April 22, 2013|By Melissa Healy

When a person takes his or her own life, stunned survivors often ask, "How could we not have known?" and tell themselves that the fateful act might have been averted if someone had been aware of the victim's suicidal thinking.

But is there a screening test that could, with some confidence, detect those at risk of committing suicide, and would wide use of it prevent some of the 37,000 suicides that occur annually in the United States? We just don't know, a federal panel said Monday in a draft report.

The acknowledgment came from the U.S. Preventive Services Task Force after an exhaustive review of existing research. The task force set out to determine whether it would be helpful for primary care physicians to routinely screen all patients for suicide, not just those known to be at high risk -- such as those with past suicide attempts, those with depression and other mental illnesses, LGBT youth and those with access to guns.

There's some reason to think that even with all they have to do during a routine visit, primary care docs might be able to suss out which patients are strongly inclined to harm themselves and direct them to help.

Past studies have shown that 38% of all adults who commit suicide (and 50% to 70% of older adults) have been to see their primary care physicians within a month of taking their lives.
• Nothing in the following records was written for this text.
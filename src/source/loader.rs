//! File processing pipeline: read → aggregate → match file name.
//!
//! Files are processed one at a time, each to completion.

use std::path::{Path, PathBuf};
use std::time::Instant;

use crate::core::{DailyAverage, FilenameMatch, aggregate_daily, file_stem, parse_sensor_filename};
use crate::error::ParseFailure;
use crate::source::reader::read_readings;

/// A file whose CSV was read and aggregated successfully
#[derive(Debug, Clone)]
pub(crate) struct ProcessedFile {
    pub(crate) path: PathBuf,
    pub(crate) stem: String,
    pub(crate) metadata: FilenameMatch,
    pub(crate) averages: Vec<DailyAverage>,
}

#[derive(Debug)]
pub(crate) enum FileOutcome {
    Processed(ProcessedFile),
    Failed { path: PathBuf, error: ParseFailure },
}

/// Outcomes of a batch, in input order
#[derive(Debug, Default)]
pub(crate) struct BatchReport {
    pub(crate) outcomes: Vec<FileOutcome>,
    pub(crate) elapsed_ms: f64,
}

impl BatchReport {
    pub(crate) fn failed_count(&self) -> usize {
        self.outcomes
            .iter()
            .filter(|o| matches!(o, FileOutcome::Failed { .. }))
            .count()
    }
}

/// Aggregate one file and extract its sensor metadata.
/// The CSV is aggregated even when the name does not match.
pub(crate) fn process_file(path: &Path) -> Result<ProcessedFile, ParseFailure> {
    let readings = read_readings(path)?;
    let reading_count = readings.len();
    let averages = aggregate_daily(readings);

    let stem = file_stem(path);
    let metadata = parse_sensor_filename(&stem);
    tracing::debug!(
        file = %path.display(),
        readings = reading_count,
        days = averages.len(),
        matched = matches!(metadata, FilenameMatch::Matched(_)),
        "processed file"
    );

    Ok(ProcessedFile {
        path: path.to_path_buf(),
        stem,
        metadata,
        averages,
    })
}

pub(crate) fn process_batch(paths: &[PathBuf]) -> BatchReport {
    let start = Instant::now();
    let mut outcomes = Vec::with_capacity(paths.len());

    for path in paths {
        match process_file(path) {
            Ok(processed) => outcomes.push(FileOutcome::Processed(processed)),
            Err(error) => {
                tracing::error!(file = %path.display(), error = %error, "failed to process file");
                outcomes.push(FileOutcome::Failed {
                    path: path.clone(),
                    error,
                });
            }
        }
    }

    BatchReport {
        outcomes,
        elapsed_ms: start.elapsed().as_secs_f64() * 1000.0,
    }
}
Roughly 9 in 10 adolescents who commit suicide had a pediatrician visit in the year leading up to their deaths.

But deciding whether screening would be useful requires that there be mechanisms that can reliably single out the suicidal people from the many troubled or unhappy people who are highly unlikely to harm themselves.

In drafting its preliminary findings, the Preventive Services Task Force found that existing screening questionnaires vary widely. There were tests capable of identifying those who would commit suicide 100% of the time, but somewhere between 60% and 80% of those identified as suicidal would not, in fact, go on to commit suicide.
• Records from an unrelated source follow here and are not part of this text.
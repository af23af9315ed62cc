mod app;
mod board;
mod cli;
mod config;
mod consts;
mod core;
mod error;
mod output;
mod source;
mod utils;

use std::process::ExitCode;

use clap::Parser;

use cli::Cli;
use config::Config;
use error::AppError;
use utils::init_tracing;

fn main() -> ExitCode {
    let cli = Cli::parse();
    init_tracing(cli.debug);

    let cli = cli.with_config(&Config::load());

    match app::run(&cli) {
        Ok(code) => code,
        Err(e) => {
            eprintln!("{e}");
            match e {
                AppError::InvalidDate { .. } => ExitCode::from(2),
                _ => ExitCode::FAILURE,
            }
        }
    }
}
Then there's the question of whether the deployment of a perfect screening mechanism would get those identified by it the help they need. On that front, the draft report says, there is little consensus.

Among adolescents identified as being at high risk for suicide, receiving psychotherapy did not appear to reduce the likelihood of suicide, and in some studies it was linked to a higher risk of suicide. Among adults, the pooled results of 11 studies showed that receiving psychotherapy drove the suicide rate down by 32%.

Under the Affordable Care Act, the findings of the U.S. Preventive Services Task Force can be a powerful prod to changes in policy. Had the panel determined with confidence that screening for suicide saves lives, most insurers would be required to cover the screening and the consequent referrals -- in this case, most likely for psychotherapy -- without requiring a co-payment on the part of the patients. And  school-based suicide screening programs such as the now-defunct Teen Screen would potentially flourish.

But, as was the case in 2004, the panel has tentatively decided there is insufficient evidence to make that determination.